» PROBLEM DESCRIPTION: Lines below that hold the word "impl" must be copied in full.

- Opening Delimiter -

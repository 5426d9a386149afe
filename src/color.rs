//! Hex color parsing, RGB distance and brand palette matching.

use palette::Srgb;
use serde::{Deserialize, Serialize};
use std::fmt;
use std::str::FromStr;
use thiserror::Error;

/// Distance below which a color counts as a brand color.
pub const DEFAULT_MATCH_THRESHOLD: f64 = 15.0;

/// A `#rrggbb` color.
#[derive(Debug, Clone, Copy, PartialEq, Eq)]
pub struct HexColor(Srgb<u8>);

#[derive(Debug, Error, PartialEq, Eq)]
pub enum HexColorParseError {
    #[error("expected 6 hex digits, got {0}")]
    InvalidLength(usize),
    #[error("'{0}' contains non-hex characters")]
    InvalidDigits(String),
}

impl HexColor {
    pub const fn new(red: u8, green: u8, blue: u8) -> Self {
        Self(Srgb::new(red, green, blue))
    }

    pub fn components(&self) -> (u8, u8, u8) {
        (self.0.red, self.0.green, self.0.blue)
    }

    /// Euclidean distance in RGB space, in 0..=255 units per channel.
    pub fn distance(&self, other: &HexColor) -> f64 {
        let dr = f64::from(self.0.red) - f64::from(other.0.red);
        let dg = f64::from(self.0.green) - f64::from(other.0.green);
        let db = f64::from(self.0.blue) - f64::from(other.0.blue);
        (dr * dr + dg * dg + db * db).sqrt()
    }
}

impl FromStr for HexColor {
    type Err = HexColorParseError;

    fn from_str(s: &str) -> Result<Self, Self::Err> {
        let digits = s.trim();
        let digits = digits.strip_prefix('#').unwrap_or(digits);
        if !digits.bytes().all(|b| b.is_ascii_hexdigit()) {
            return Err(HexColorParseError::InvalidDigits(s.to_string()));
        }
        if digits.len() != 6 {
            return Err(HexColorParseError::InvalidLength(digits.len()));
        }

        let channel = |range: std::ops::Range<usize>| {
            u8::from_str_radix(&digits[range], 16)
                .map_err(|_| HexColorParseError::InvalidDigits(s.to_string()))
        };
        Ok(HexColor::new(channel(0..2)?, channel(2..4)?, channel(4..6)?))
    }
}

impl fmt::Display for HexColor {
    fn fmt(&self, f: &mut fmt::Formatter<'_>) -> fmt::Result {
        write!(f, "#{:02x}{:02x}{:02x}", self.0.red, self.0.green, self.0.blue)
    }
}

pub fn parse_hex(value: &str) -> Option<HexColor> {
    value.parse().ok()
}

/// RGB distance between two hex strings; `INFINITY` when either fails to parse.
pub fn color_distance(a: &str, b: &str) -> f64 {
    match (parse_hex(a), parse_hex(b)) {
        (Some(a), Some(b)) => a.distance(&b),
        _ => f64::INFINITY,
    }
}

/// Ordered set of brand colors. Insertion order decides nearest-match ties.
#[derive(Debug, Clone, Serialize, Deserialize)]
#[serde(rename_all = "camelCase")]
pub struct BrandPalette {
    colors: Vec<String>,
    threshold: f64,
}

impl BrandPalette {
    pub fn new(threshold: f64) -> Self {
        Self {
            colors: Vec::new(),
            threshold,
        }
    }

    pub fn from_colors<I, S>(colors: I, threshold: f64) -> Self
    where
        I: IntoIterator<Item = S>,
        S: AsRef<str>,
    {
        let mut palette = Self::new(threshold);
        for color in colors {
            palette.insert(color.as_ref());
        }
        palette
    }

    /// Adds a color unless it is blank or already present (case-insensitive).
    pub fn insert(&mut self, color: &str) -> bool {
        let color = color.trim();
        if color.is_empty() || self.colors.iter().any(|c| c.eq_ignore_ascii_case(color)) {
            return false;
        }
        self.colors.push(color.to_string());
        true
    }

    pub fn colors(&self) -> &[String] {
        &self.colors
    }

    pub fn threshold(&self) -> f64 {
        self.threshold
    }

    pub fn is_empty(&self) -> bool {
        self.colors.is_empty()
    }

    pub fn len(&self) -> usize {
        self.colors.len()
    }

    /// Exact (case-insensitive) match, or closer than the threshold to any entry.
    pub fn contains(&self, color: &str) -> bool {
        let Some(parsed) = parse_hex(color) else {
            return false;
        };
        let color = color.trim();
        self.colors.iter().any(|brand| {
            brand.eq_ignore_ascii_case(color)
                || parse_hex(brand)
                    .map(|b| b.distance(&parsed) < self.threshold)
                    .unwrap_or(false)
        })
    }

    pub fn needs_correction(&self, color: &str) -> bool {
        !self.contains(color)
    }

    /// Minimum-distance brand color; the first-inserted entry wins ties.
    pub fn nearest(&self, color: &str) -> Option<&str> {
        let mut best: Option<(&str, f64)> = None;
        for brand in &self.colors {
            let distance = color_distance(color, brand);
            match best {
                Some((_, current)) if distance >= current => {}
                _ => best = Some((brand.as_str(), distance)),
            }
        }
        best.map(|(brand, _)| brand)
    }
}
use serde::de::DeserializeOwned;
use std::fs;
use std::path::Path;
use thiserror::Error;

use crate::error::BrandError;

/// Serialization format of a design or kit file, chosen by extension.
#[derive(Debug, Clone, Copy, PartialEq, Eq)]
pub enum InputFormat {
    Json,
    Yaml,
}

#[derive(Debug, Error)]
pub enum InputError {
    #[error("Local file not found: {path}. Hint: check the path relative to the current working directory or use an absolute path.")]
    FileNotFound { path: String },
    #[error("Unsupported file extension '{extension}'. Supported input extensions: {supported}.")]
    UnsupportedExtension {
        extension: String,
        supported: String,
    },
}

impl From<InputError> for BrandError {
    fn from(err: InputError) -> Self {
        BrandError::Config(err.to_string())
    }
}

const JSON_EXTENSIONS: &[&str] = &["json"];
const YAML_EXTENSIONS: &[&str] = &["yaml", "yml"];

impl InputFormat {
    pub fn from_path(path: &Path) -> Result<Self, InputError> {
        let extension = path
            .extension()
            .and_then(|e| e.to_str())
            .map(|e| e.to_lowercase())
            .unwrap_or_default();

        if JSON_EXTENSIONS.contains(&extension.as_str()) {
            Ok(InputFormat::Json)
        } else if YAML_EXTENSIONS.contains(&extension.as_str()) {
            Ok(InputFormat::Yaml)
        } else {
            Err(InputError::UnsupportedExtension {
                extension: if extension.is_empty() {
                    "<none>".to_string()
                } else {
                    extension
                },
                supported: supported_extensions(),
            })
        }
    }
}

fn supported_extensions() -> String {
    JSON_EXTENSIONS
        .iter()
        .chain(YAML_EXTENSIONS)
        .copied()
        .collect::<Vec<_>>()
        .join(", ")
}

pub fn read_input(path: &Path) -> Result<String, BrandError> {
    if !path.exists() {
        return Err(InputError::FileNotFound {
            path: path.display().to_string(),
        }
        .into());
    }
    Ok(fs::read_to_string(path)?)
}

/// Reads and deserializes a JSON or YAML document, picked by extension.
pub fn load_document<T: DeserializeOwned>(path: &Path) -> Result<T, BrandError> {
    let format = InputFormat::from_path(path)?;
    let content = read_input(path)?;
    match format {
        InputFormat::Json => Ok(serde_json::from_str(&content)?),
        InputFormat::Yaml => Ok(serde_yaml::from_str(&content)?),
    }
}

- Closing Delimiter -

» ANSWER TO THIS PROBLEM:
impl HexColor {
impl FromStr for HexColor {
impl fmt::Display for HexColor {
impl BrandPalette {
impl From<InputError> for BrandError {
impl InputFormat {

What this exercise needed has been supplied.